The span of time represented by this list of writers moves from the late 1800s when the café would have been new to the 1940s when the terrace of the Deux Magots was the scene of an unusual contest between two surrealists. On a sultry evening in June 1946, “AndréBreton, former surrealist and arch-Communist, was surround by his old disciples when Antonin Artaud, who had been thrown out of the Party, walked by,” writes Gregor Dallas in his book Metrostop Paris. Artaud affected a deep bow, which inspired Breton to bow even lower; before they were finished, their conversation was taking place below the tabletops. Dallas says in spite of this awkwardness, it was “a most amiable chat.”

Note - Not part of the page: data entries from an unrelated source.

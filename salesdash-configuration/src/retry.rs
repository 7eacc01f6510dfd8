use std::time::Duration;

use serde::{Deserialize, Serialize};

use salesdash::retry::MaxAttempts;
use salesdash::{RetryPolicy, RetryPreset};

use crate::error::ConfigError;

/// A named preset with optional per-field overrides.
///
/// ```yaml
/// preset: background
/// max_attempts: 4
/// jitter: false
/// ```
#[derive(Debug, Clone, PartialEq, Default, Serialize, Deserialize)]
pub struct RetryConfig {
    /// Base policy.
    #[serde(default)]
    pub preset: RetryPreset,
    /// Overrides the preset's attempt ceiling.
    #[serde(default, skip_serializing_if = "Option::is_none")]
    pub max_attempts: Option<u8>,
    /// Overrides the preset's first delay.
    #[serde(default, with = "humantime_serde", skip_serializing_if = "Option::is_none")]
    pub base_delay: Option<Duration>,
    /// Overrides the preset's delay cap.
    #[serde(default, with = "humantime_serde", skip_serializing_if = "Option::is_none")]
    pub max_delay: Option<Duration>,
    /// Overrides the preset's growth factor.
    #[serde(default, skip_serializing_if = "Option::is_none")]
    pub backoff_factor: Option<f64>,
    /// Overrides the preset's jitter switch.
    #[serde(default, skip_serializing_if = "Option::is_none")]
    pub jitter: Option<bool>,
}

impl RetryConfig {
    /// Configuration using a preset as is.
    pub fn preset(preset: RetryPreset) -> Self {
        Self {
            preset,
            ..Self::default()
        }
    }

    fn into_policy(self, section: &'static str) -> Result<RetryPolicy, ConfigError> {
        let mut policy = self.preset.policy();
        if let Some(value) = self.max_attempts {
            policy.max_attempts = MaxAttempts::new(value)
                .ok_or(ConfigError::InvalidMaxAttempts { section, value })?;
        }
        if let Some(base_delay) = self.base_delay {
            policy.base_delay = base_delay;
        }
        if let Some(max_delay) = self.max_delay {
            policy.max_delay = max_delay;
        }
        if let Some(value) = self.backoff_factor {
            if value.is_nan() || value < 1.0 {
                return Err(ConfigError::InvalidBackoffFactor { section, value });
            }
            policy.backoff_factor = value;
        }
        if let Some(jitter) = self.jitter {
            policy.jitter = jitter;
        }
        Ok(policy)
    }
}

/// Retry policies per fetch kind.
#[derive(Debug, Clone, PartialEq, Serialize, Deserialize)]
pub struct RetrySection {
    /// Current and comparison totals.
    #[serde(default = "totals_default")]
    pub totals: RetryConfig,
    /// Batched breakdown.
    #[serde(default = "breakdown_default")]
    pub breakdown: RetryConfig,
}

fn totals_default() -> RetryConfig {
    RetryConfig::preset(RetryPreset::Realtime)
}

fn breakdown_default() -> RetryConfig {
    RetryConfig::preset(RetryPreset::Background)
}

impl Default for RetrySection {
    fn default() -> Self {
        Self {
            totals: totals_default(),
            breakdown: breakdown_default(),
        }
    }
}

impl RetrySection {
    /// Resolves both policies, totals first.
    pub fn into_policies(self) -> Result<(RetryPolicy, RetryPolicy), ConfigError> {
        Ok((
            self.totals.into_policy("totals")?,
            self.breakdown.into_policy("breakdown")?,
        ))
    }
}
#![warn(missing_docs)]
//! # salesdash-core
//!
//! Core types for the salesdash fetch layer: the pieces every other crate
//! agrees on, with no runtime or I/O of their own.
//!
//! - **Periods** - [`PeriodType`], [`DateRange`] and calendar arithmetic
//! - **Keys** - [`CacheKey`] and [`generate_key`], stable under parameter order
//! - **Lookups** - [`CacheState`], [`CacheStatus`], [`CacheTag`]
//! - **Schemas** - [`SalesSummary`], [`Breakdown`] with boundary coercion
//! - **Upstream** - the [`SalesSource`] trait and [`FetchError`]

pub mod error;
pub mod key;
pub mod label;
pub mod period;
pub mod response;
pub mod source;
pub mod value;

pub use error::{FetchError, PeriodError};
pub use key::{CacheKey, KeyPart, generate_key};
pub use label::CacheTag;
pub use period::{DATE_FORMAT, DateRange, Granularity, PeriodType, format_date, parse_date};
pub use response::{
    BranchCard, Breakdown, BreakdownEntry, Envelope, Percentage, SalesSummary, SalesTotals, Tally,
};
pub use source::{BreakdownRequest, SalesSource};
pub use value::{CacheState, CacheStatus};
//! Metrics declaration and recording helpers.
//!
//! Every helper compiles to an empty inline function when the `metrics`
//! feature is disabled.

use std::time::Duration;

#[cfg(feature = "metrics")]
use lazy_static::lazy_static;

#[cfg(feature = "metrics")]
lazy_static! {
    // Cache lookup metrics

    /// Track number of cache hit events.
    pub static ref CACHE_HIT_COUNTER: &'static str = {
        metrics::describe_counter!(
            "salesdash_cache_hit_total",
            "Total number of cache hit events."
        );
        "salesdash_cache_hit_total"
    };
    /// Track number of cache miss events.
    pub static ref CACHE_MISS_COUNTER: &'static str = {
        metrics::describe_counter!(
            "salesdash_cache_miss_total",
            "Total number of cache miss events."
        );
        "salesdash_cache_miss_total"
    };
    /// Track number of stale cache hits.
    pub static ref CACHE_STALE_COUNTER: &'static str = {
        metrics::describe_counter!(
            "salesdash_cache_stale_total",
            "Total number of cache lookups answered with stale data."
        );
        "salesdash_cache_stale_total"
    };
    /// Track number of capacity evictions.
    pub static ref CACHE_EVICTION_COUNTER: &'static str = {
        metrics::describe_counter!(
            "salesdash_cache_eviction_total",
            "Total number of entries evicted to make room."
        );
        "salesdash_cache_eviction_total"
    };

    // Retry metrics

    /// Track number of operation attempts.
    pub static ref RETRY_ATTEMPT_COUNTER: &'static str = {
        metrics::describe_counter!(
            "salesdash_retry_attempts_total",
            "Total number of attempts made by the retry manager."
        );
        "salesdash_retry_attempts_total"
    };
    /// Track number of operations that gave up.
    pub static ref RETRY_FAILURE_COUNTER: &'static str = {
        metrics::describe_counter!(
            "salesdash_retry_failures_total",
            "Total number of operations that failed terminally."
        );
        "salesdash_retry_failures_total"
    };

    // Coordination metrics

    /// Histogram of coordination wall-clock time.
    pub static ref COORDINATION_DURATION: &'static str = {
        metrics::describe_histogram!(
            "salesdash_coordination_duration_seconds",
            metrics::Unit::Seconds,
            "Wall-clock duration of a period coordination pass."
        );
        "salesdash_coordination_duration_seconds"
    };
    /// Track number of upstream calls issued by the coordinator.
    pub static ref COORDINATION_NETWORK_CALLS: &'static str = {
        metrics::describe_counter!(
            "salesdash_coordination_network_calls_total",
            "Total number of upstream calls issued by the coordinator."
        );
        "salesdash_coordination_network_calls_total"
    };
}

/// Record the outcome of a cache lookup.
#[cfg(feature = "metrics")]
#[inline]
pub fn record_cache_lookup(cache: &str, status: salesdash_core::CacheStatus) {
    let counter = match status {
        salesdash_core::CacheStatus::Hit => *CACHE_HIT_COUNTER,
        salesdash_core::CacheStatus::Miss => *CACHE_MISS_COUNTER,
        salesdash_core::CacheStatus::Stale => *CACHE_STALE_COUNTER,
    };
    metrics::counter!(counter, "cache" => cache.to_string()).increment(1);
}

/// No-op version when metrics feature is disabled.
#[cfg(not(feature = "metrics"))]
#[inline]
pub fn record_cache_lookup(_cache: &str, _status: salesdash_core::CacheStatus) {}

/// Record a capacity eviction.
#[cfg(feature = "metrics")]
#[inline]
pub fn record_eviction(cache: &str) {
    metrics::counter!(*CACHE_EVICTION_COUNTER, "cache" => cache.to_string()).increment(1);
}

/// No-op version when metrics feature is disabled.
#[cfg(not(feature = "metrics"))]
#[inline]
pub fn record_eviction(_cache: &str) {}

/// Record one attempt of a retried operation.
#[cfg(feature = "metrics")]
#[inline]
pub fn record_attempt(label: &str) {
    metrics::counter!(*RETRY_ATTEMPT_COUNTER, "operation" => label.to_string()).increment(1);
}

/// No-op version when metrics feature is disabled.
#[cfg(not(feature = "metrics"))]
#[inline]
pub fn record_attempt(_label: &str) {}

/// Record a terminal retry failure.
#[cfg(feature = "metrics")]
#[inline]
pub fn record_retry_failure(label: &str, reason: &'static str) {
    metrics::counter!(
        *RETRY_FAILURE_COUNTER,
        "operation" => label.to_string(),
        "reason" => reason
    )
    .increment(1);
}

/// No-op version when metrics feature is disabled.
#[cfg(not(feature = "metrics"))]
#[inline]
pub fn record_retry_failure(_label: &str, _reason: &'static str) {}

/// Record a finished coordination pass.
#[cfg(feature = "metrics")]
#[inline]
pub fn record_coordination(period: &str, duration: Duration, network_calls: usize) {
    metrics::histogram!(*COORDINATION_DURATION, "period" => period.to_string())
        .record(duration.as_secs_f64());
    metrics::counter!(*COORDINATION_NETWORK_CALLS, "period" => period.to_string())
        .increment(network_calls as u64);
}

/// No-op version when metrics feature is disabled.
#[cfg(not(feature = "metrics"))]
#[inline]
pub fn record_coordination(_period: &str, _duration: Duration, _network_calls: usize) {}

Marguerite Duras, who was as outspoken in her politics as these two were, frequented both the Flore and the Deux Magots. Laure Adler, Duras’ biographer, notes how novelist Jacques Audiberti would tease the playwright about her communist leanings when he bumped into her at one of the restaurants by asking, “And how’s my darling little Checkist?” De Beauvoir credits Paul Nizan for luring her and Sartre away from the Deux Magots to one of the rival cafés across the petite street. She writes in her memoir, “He took us to the dreary Café de Flore ‘to do the old Deux Magots in the eye,’ he said, gnawing at his fingernails like a mischievous rat.” So much of their time was spent there, Sartre wrote the entire first draft of Being and Nothingness in a window seat at the café.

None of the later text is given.